Take a moment and look at those figures. I included book sales and some country populations for fun and comparison. Of the authors, those sales should include a rough estimate of all of their novels combined.

So, what statistic are these major Internet social networking sites being judged by? Number of unique visitors. This is not “hits.” To keep this from becoming overly technical, I’ll just point out that a person visiting your site can “hit” it many times. So can a robot. But each robot or computer can only create one unique visitor point in whatever time frame you are looking at — in this case, it was over a period of a month.

Look at your number of unique visits. Don’t look at the actual number. In the chart above, MySpace and Twitter have the same number of unique visitors for the month. That is good for Twitter, bad for MySpace. Why? Because MySpace’s number is going down. Twitter’s number is going up.

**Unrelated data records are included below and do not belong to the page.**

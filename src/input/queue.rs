use super::types::VirtualEvent;
use crossbeam::channel::{self, Receiver, Sender, TrySendError};
use tracing::{debug, warn};

/// FIFO of virtual events shared by every input source.
///
/// Producers may live on any thread and never block; the frame loop drains
/// whatever is queued once per iteration.
pub struct InputQueue {
    sender: Sender<VirtualEvent>,
    receiver: Receiver<VirtualEvent>,
}

/// Producer half handed to keyboard and button sources
#[derive(Clone)]
pub struct InputSender {
    sender: Sender<VirtualEvent>,
}

impl InputQueue {
    pub fn new() -> Self {
        let (sender, receiver) = channel::unbounded();
        Self { sender, receiver }
    }

    pub fn sender(&self) -> InputSender {
        InputSender {
            sender: self.sender.clone(),
        }
    }

    /// Take every event queued right now, in arrival order
    pub fn drain(&self) -> Vec<VirtualEvent> {
        let events: Vec<VirtualEvent> = self.receiver.try_iter().collect();
        if !events.is_empty() {
            debug!("Drained {} input events", events.len());
        }
        events
    }

    pub fn len(&self) -> usize {
        self.receiver.len()
    }

    pub fn is_empty(&self) -> bool {
        self.receiver.is_empty()
    }
}

impl Default for InputQueue {
    fn default() -> Self {
        Self::new()
    }
}

impl InputSender {
    /// Enqueue an event without blocking. Returns false once the queue is gone.
    pub fn push(&self, event: VirtualEvent) -> bool {
        match self.sender.try_send(event) {
            Ok(()) => {
                debug!("Queued input event {}", event);
                true
            }
            Err(TrySendError::Disconnected(_)) => {
                warn!("Input queue closed, dropping {}", event);
                false
            }
            Err(TrySendError::Full(_)) => {
                warn!("Input queue full, dropping {}", event);
                false
            }
        }
    }
}

#[cfg(test)]
mod tests {
    use super::*;
    use std::thread;

    #[test]
    fn test_drain_preserves_order() {
        let queue = InputQueue::new();
        let sender = queue.sender();

        sender.push(VirtualEvent::NavDown);
        sender.push(VirtualEvent::ToggleEdit);
        sender.push(VirtualEvent::NavUp);

        assert_eq!(queue.len(), 3);
        assert_eq!(
            queue.drain(),
            vec![
                VirtualEvent::NavDown,
                VirtualEvent::ToggleEdit,
                VirtualEvent::NavUp
            ]
        );
        assert!(queue.is_empty());
        assert!(queue.drain().is_empty());
    }

    #[test]
    fn test_push_from_other_threads() {
        let queue = InputQueue::new();

        let handles: Vec<_> = (0..6)
            .map(|_| {
                let sender = queue.sender();
                thread::spawn(move || {
                    for _ in 0..100 {
                        assert!(sender.push(VirtualEvent::Reset));
                    }
                })
            })
            .collect();

        for handle in handles {
            handle.join().unwrap();
        }

        assert_eq!(queue.drain().len(), 600);
    }

    #[test]
    fn test_push_after_queue_dropped() {
        let queue = InputQueue::new();
        let sender = queue.sender();
        drop(queue);
        assert!(!sender.push(VirtualEvent::Save));
    }
}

So, if you had 10 unique visitors your first month and you have 20 your second month, that’s great. That’s growth.

I talk often to people who want to see huge numbers of unique visitors on their websites…and you do, but what is more important is growth.

Growing a website or a web presence takes time. You want a lasting presence, not a 1 month spike that then drops off. Look at your statistics, and see what actions you do that cause an upward trend, then repeat those. Remember that each person’s marketing strategy must be as unique as the audience they are marketing to. Something that works for someone who sells YA Romantic Fiction may not work well for someone selling mass-market action novels. Their audience is different.

But the trend in that one statistic – unique visitors – can be measured and studied.

A word of warning: don’t obsess about your statistics. Look at them, know your trend, and then get back to writing.